Task goal:
Your output should consist solely of the lines from the one with "pub mod position;" through the end of the records, reproduced exactly, both ends included.

Material for this exercise:
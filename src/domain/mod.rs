//! Core domain types and logic.

pub mod asset;
pub mod bar;
pub mod config_validation;
pub mod error;
pub mod evaluator;
pub mod indicator;
pub mod indicator_set;
pub mod ledger;
pub mod market;
pub mod metrics;
pub mod node;
pub mod node_parser;
pub mod optimizer;
pub mod portfolio;
pub mod position;
pub mod preset;
pub mod simulation;
pub mod unified;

Exercise solution:
pub mod position;
pub mod preset;
pub mod simulation;
pub mod unified;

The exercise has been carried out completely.